Exercise brief: Reproduce verbatim, line by line, everything from the line containing "selected or accepted." to the last line of the listing below; add nothing.

:: Provided data ::

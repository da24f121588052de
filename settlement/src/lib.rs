//! IOU Settlement
//!
//! Flows that move value on the IOU ledger: issuing cash, issuing IOUs and
//! paying them back out of vault cash.
//!
//! # Architecture
//!
//! 1. **Lookup**: find the IOU and the borrower's cash through the [`Vault`]
//! 2. **Selection**: page through cash lazily until the debt is covered
//! 3. **Verification**: every proposal passes the ledger verifier
//! 4. **Acceptance**: the counterparty's own checks run before it signs
//!
//! Only cash created by the configured issuer is ever selected or accepted.
//!
//! # Example
//!
//! ```
//! use ledger_core::{crypto::KeyPair, LedgerVerifier, Party};
//! use settlement::{flows, Config, FlowContext, InMemoryVault};
//!
//! # fn main() -> settlement::Result<()> {
//! let bank = Party::new("Bank", KeyPair::generate().public_key());
//! let lender = Party::new("Lender", KeyPair::generate().public_key());
//! let borrower = Party::new("Borrower", KeyPair::generate().public_key());
//!
//! let vault = InMemoryVault::new();
//! let verifier = LedgerVerifier::new();
//! let config = Config::new(bank);
//! let ctx = FlowContext::new(&vault, &verifier, &config);
//!
//! let issued = flows::issue_iou(&ctx, &lender, &borrower, 10)?;
//! let linear_id = issued.transaction.obligation_outputs()[0].linear_id;
//! vault.record(&issued)?;
//!
//! let settled = flows::payback(&ctx, &borrower, linear_id)?;
//! vault.record(&settled)?;
//! # Ok(())
//! # }
//! ```

#![forbid(unsafe_code)]
#![warn(
    missing_docs,
    rust_2018_idioms,
    missing_debug_implementations,
    clippy::all
)]

pub mod config;
pub mod error;
pub mod finder;
pub mod flows;
pub mod vault;

// Re-exports
pub use config::Config;
pub use error::{Error, Result};
pub use flows::{FlowContext, ProposedTransaction};
pub use vault::{
    InMemoryVault, Page, PageSpecification, PagedStates, QueryCriteria, StateAndRef, StateRef,
    Vault,
};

:::

Exercise result:
//! Only cash created by the configured issuer is ever selected or accepted.
//!
//! # Example
//!
//! ```
//! use ledger_core::{crypto::KeyPair, LedgerVerifier, Party};
//! use settlement::{flows, Config, FlowContext, InMemoryVault};
//!
//! # fn main() -> settlement::Result<()> {
//! let bank = Party::new("Bank", KeyPair::generate().public_key());
//! let lender = Party::new("Lender", KeyPair::generate().public_key());
//! let borrower = Party::new("Borrower", KeyPair::generate().public_key());
//!
//! let vault = InMemoryVault::new();
//! let verifier = LedgerVerifier::new();
//! let config = Config::new(bank);
//! let ctx = FlowContext::new(&vault, &verifier, &config);
//!
//! let issued = flows::issue_iou(&ctx, &lender, &borrower, 10)?;
//! let linear_id = issued.transaction.obligation_outputs()[0].linear_id;
//! vault.record(&issued)?;
//!
//! let settled = flows::payback(&ctx, &borrower, linear_id)?;
//! vault.record(&settled)?;
//! # Ok(())
//! # }
//! ```

#![forbid(unsafe_code)]
#![warn(
    missing_docs,
    rust_2018_idioms,
    missing_debug_implementations,
    clippy::all
)]

pub mod config;
pub mod error;
pub mod finder;
pub mod flows;
pub mod vault;

// Re-exports
pub use config::Config;
pub use error::{Error, Result};
pub use flows::{FlowContext, ProposedTransaction};
pub use vault::{
    InMemoryVault, Page, PageSpecification, PagedStates, QueryCriteria, StateAndRef, StateRef,
    Vault,
};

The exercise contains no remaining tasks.